» **TASK DIRECTIONS**
From the entries below, copy each line in which the word "send" occurs.

» **DATASET**
□ □ □ □ □ □ □

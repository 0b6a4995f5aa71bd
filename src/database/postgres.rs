use async_trait::async_trait;
use serde_json::{json, Map, Value};
use sqlx::postgres::PgDatabaseError;
use sqlx::PgPool;
use uuid::Uuid;

use crate::database::engine::QueryEngine;
use crate::database::error::DatabaseError;
use crate::database::params::{QueryArgs, QueryParams};
use crate::database::query_builder::{QueryBuilder, SqlStatement};
use crate::database::schema::{self, ModelSchema};
use crate::types::Operation;

/// Postgres-backed engine. Rows come back through `row_to_json` so both
/// engines hand the middleware chain the same JSON shapes.
pub struct PgEngine {
    pool: PgPool,
}

impl PgEngine {
    pub fn new(pool: PgPool) -> Self {
        Self { pool }
    }

    async fn fetch_optional(
        &self,
        model: &ModelSchema,
        stmt: &SqlStatement,
    ) -> Result<Option<Map<String, Value>>, DatabaseError> {
        let mut q = sqlx::query_scalar::<_, Value>(&stmt.query);
        for p in stmt.params.iter() {
            q = q.bind(p.as_str());
        }
        let row = q
            .fetch_optional(&self.pool)
            .await
            .map_err(|e| map_sqlx_error(model, e))?;
        Ok(row.and_then(into_row))
    }

    async fn fetch_all(
        &self,
        model: &ModelSchema,
        stmt: &SqlStatement,
    ) -> Result<Vec<Map<String, Value>>, DatabaseError> {
        let mut q = sqlx::query_scalar::<_, Value>(&stmt.query);
        for p in stmt.params.iter() {
            q = q.bind(p.as_str());
        }
        let rows = q
            .fetch_all(&self.pool)
            .await
            .map_err(|e| map_sqlx_error(model, e))?;
        Ok(rows.into_iter().filter_map(into_row).collect())
    }

    async fn execute_count(&self, model: &ModelSchema, stmt: &SqlStatement) -> Result<u64, DatabaseError> {
        let mut q = sqlx::query(&stmt.query);
        for p in stmt.params.iter() {
            q = q.bind(p.as_str());
        }
        let result = q
            .execute(&self.pool)
            .await
            .map_err(|e| map_sqlx_error(model, e))?;
        Ok(result.rows_affected())
    }
}

#[async_trait]
impl QueryEngine for PgEngine {
    fn name(&self) -> &'static str {
        "postgres"
    }

    async fn execute(&self, params: QueryParams) -> Result<Value, DatabaseError> {
        let model = schema::model(&params.model)?;
        let args = QueryArgs::parse(&params.args)?;
        model.check_select(args.select.as_ref())?;
        let select = args.select.as_ref();

        match params.action {
            Operation::Create => {
                model.check_create(&args.data)?;
                let mut data = args.data.clone();
                if model.generated_id {
                    data.insert(
                        model.primary_key.to_string(),
                        Value::String(Uuid::new_v4().to_string()),
                    );
                }
                let stmt = QueryBuilder::new(model).insert(&data)?;
                let row = self.fetch_optional(model, &stmt).await?.ok_or_else(|| {
                    DatabaseError::InvalidArgs(format!("{}.create returned no row", model.name))
                })?;
                Ok(model.project(row, select))
            }
            Operation::FindFirst | Operation::FindUnique => {
                if params.action == Operation::FindUnique {
                    model.check_unique_where(&args.where_clause)?;
                } else {
                    model.check_where(&args.where_clause)?;
                }
                let order = model.order(args.order_by.as_ref())?;
                let stmt = QueryBuilder::new(model).select(&args.where_clause, order, Some(1))?;
                Ok(self
                    .fetch_optional(model, &stmt)
                    .await?
                    .map(|row| model.project(row, select))
                    .unwrap_or(Value::Null))
            }
            Operation::FindMany => {
                model.check_where(&args.where_clause)?;
                let order = model.order(args.order_by.as_ref())?;
                let stmt = QueryBuilder::new(model).select(&args.where_clause, order, None)?;
                let rows = self.fetch_all(model, &stmt).await?;
                Ok(Value::Array(
                    rows.into_iter().map(|row| model.project(row, select)).collect(),
                ))
            }
            Operation::Update => {
                model.check_unique_where(&args.where_clause)?;
                model.check_update(&args.data)?;
                let stmt = QueryBuilder::new(model).update(&args.where_clause, &args.data)?;
                match self.fetch_optional(model, &stmt).await? {
                    Some(row) => Ok(model.project(row, select)),
                    None => Err(DatabaseError::NotFound(format!(
                        "{} record to update does not exist",
                        model.name
                    ))),
                }
            }
            Operation::Delete => {
                model.check_unique_where(&args.where_clause)?;
                let stmt = QueryBuilder::new(model).delete(&args.where_clause)?;
                match self.fetch_optional(model, &stmt).await? {
                    Some(row) => Ok(model.project(row, select)),
                    None => Err(DatabaseError::NotFound(format!(
                        "{} record to delete does not exist",
                        model.name
                    ))),
                }
            }
            Operation::DeleteMany => {
                model.check_where(&args.where_clause)?;
                let stmt = QueryBuilder::new(model).delete_many(&args.where_clause)?;
                let count = self.execute_count(model, &stmt).await?;
                Ok(json!({ "count": count }))
            }
        }
    }

    async fn ping(&self) -> Result<(), DatabaseError> {
        sqlx::query("SELECT 1").execute(&self.pool).await?;
        Ok(())
    }
}

fn into_row(value: Value) -> Option<Map<String, Value>> {
    match value {
        Value::Object(map) => Some(map),
        _ => None,
    }
}

/// Translate constraint failures into the same errors the registry checks raise
fn map_sqlx_error(model: &ModelSchema, err: sqlx::Error) -> DatabaseError {
    if let sqlx::Error::Database(db_err) = &err {
        let column = db_err
            .try_downcast_ref::<PgDatabaseError>()
            .and_then(|pg| pg.column());
        if let Some(code) = db_err.code() {
            let field = || {
                constraint_field(model, &code, db_err.constraint(), column)
                    .unwrap_or_else(|| db_err.constraint().unwrap_or("unknown"))
            };
            match &*code {
                "23505" => return DatabaseError::unique_violation(model.name, field()),
                "23503" => return DatabaseError::foreign_key_violation(model.name, field()),
                "23502" => return DatabaseError::missing_field(model.name, field()),
                _ => {}
            }
        }
    }
    DatabaseError::Sqlx(err)
}

/// Registry field named by a Postgres error. The column wins when Postgres
/// reports one; otherwise the longest candidate contained in the constraint
/// name (`users_email_key` -> `email`, `notes_userId_fkey` -> `userId`).
fn constraint_field(
    model: &ModelSchema,
    code: &str,
    constraint: Option<&str>,
    column: Option<&str>,
) -> Option<&'static str> {
    if let Some(field) = column.and_then(|c| model.fields.iter().copied().find(|f| *f == c)) {
        return Some(field);
    }

    let constraint = constraint?;
    if constraint == format!("{}_pkey", model.table) {
        return Some(model.primary_key);
    }

    let lowered = constraint.to_ascii_lowercase();
    let candidates: Vec<&'static str> = match code {
        "23505" => model.unique.to_vec(),
        "23503" => model.relations.iter().map(|r| r.field).collect(),
        _ => model.fields.to_vec(),
    };
    candidates
        .into_iter()
        .filter(|f| lowered.contains(&f.to_ascii_lowercase()))
        .max_by_key(|f| f.len())
}
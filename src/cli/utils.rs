use std::time::Duration;

use reqwest::{redirect::Policy, Client, RequestBuilder, StatusCode};
use serde::Serialize;
use serde_json::{json, Value};

use crate::cli::config::{load_session, CliSession};
use crate::cli::OutputFormat;

/// Output a success message in the appropriate format
pub fn output_success(output_format: OutputFormat, message: &str, data: Option<Value>) -> anyhow::Result<()> {
    match output_format {
        OutputFormat::Json => {
            let mut response = json!({
                "success": true,
                "message": message
            });
            if let Some(data) = data {
                response["data"] = data;
            }
            println!("{}", serde_json::to_string_pretty(&response)?);
        }
        OutputFormat::Text => {
            println!("✓ {}", message);
        }
    }
    Ok(())
}

/// Print a value as pretty JSON, or hand it to `text` for human output
pub fn output_data<F>(output_format: OutputFormat, data: &Value, text: F) -> anyhow::Result<()>
where
    F: FnOnce(&Value),
{
    match output_format {
        OutputFormat::Json => println!("{}", serde_json::to_string_pretty(data)?),
        OutputFormat::Text => text(data),
    }
    Ok(())
}

/// Thin reqwest wrapper that unwraps the API envelope.
/// Redirects are not followed; a 303 comes back as `{ "redirect": location }`.
pub struct ApiClient {
    base_url: String,
    token: Option<String>,
    http: Client,
}

impl ApiClient {
    pub fn new(base_url: impl Into<String>, token: Option<String>) -> anyhow::Result<Self> {
        let http = Client::builder()
            .redirect(Policy::none())
            .timeout(Duration::from_secs(10))
            .build()?;
        Ok(Self {
            base_url: base_url.into(),
            token,
            http,
        })
    }

    /// Client for the saved session, honoring a `--url` override
    pub fn from_session(url_override: Option<String>) -> anyhow::Result<(Self, CliSession)> {
        let session = load_session()?;
        let client = Self::new(session.resolve_url(url_override), session.token.clone())?;
        Ok((client, session))
    }

    pub fn base_url(&self) -> &str {
        &self.base_url
    }

    pub async fn get(&self, path: &str) -> anyhow::Result<Value> {
        self.send(self.http.get(self.url(path))).await
    }

    pub async fn delete(&self, path: &str) -> anyhow::Result<Value> {
        self.send(self.http.delete(self.url(path))).await
    }

    pub async fn post_json<T: Serialize + ?Sized>(&self, path: &str, body: &T) -> anyhow::Result<Value> {
        self.send(self.http.post(self.url(path)).json(body)).await
    }

    pub async fn post_form<T: Serialize + ?Sized>(&self, path: &str, form: &T) -> anyhow::Result<Value> {
        self.send(self.http.post(self.url(path)).form(form)).await
    }

    fn url(&self, path: &str) -> String {
        format!("{}{}", self.base_url, path)
    }

    async fn send(&self, request: RequestBuilder) -> anyhow::Result<Value> {
        let request = match &self.token {
            Some(token) => request.bearer_auth(token),
            None => request,
        };

        let response = request.send().await?;
        let status = response.status();

        if status == StatusCode::SEE_OTHER {
            let location = response
                .headers()
                .get(reqwest::header::LOCATION)
                .and_then(|v| v.to_str().ok())
                .unwrap_or_default()
                .to_string();
            return Ok(json!({ "redirect": location }));
        }

        let body: Value = response.json().await.unwrap_or(Value::Null);
        if status.is_success() {
            return Ok(body.get("data").cloned().unwrap_or(body));
        }

        let message = body
            .get("error")
            .and_then(Value::as_str)
            .unwrap_or_else(|| status.canonical_reason().unwrap_or("request failed"));
        let mut details = String::new();
        if let Some(fields) = body.get("field_errors").and_then(Value::as_object) {
            for (field, error) in fields {
                details.push_str(&format!("\n  {}: {}", field, error.as_str().unwrap_or_default()));
            }
        }
        anyhow::bail!("{} ({}){}", message, status.as_u16(), details)
    }
}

□ □ □ □ □ □ □

» **TASK ANSWER**
        self.send(self.http.get(self.url(path))).await
        self.send(self.http.delete(self.url(path))).await
        self.send(self.http.post(self.url(path)).json(body)).await
        self.send(self.http.post(self.url(path)).form(form)).await
    async fn send(&self, request: RequestBuilder) -> anyhow::Result<Value> {
        let response = request.send().await?;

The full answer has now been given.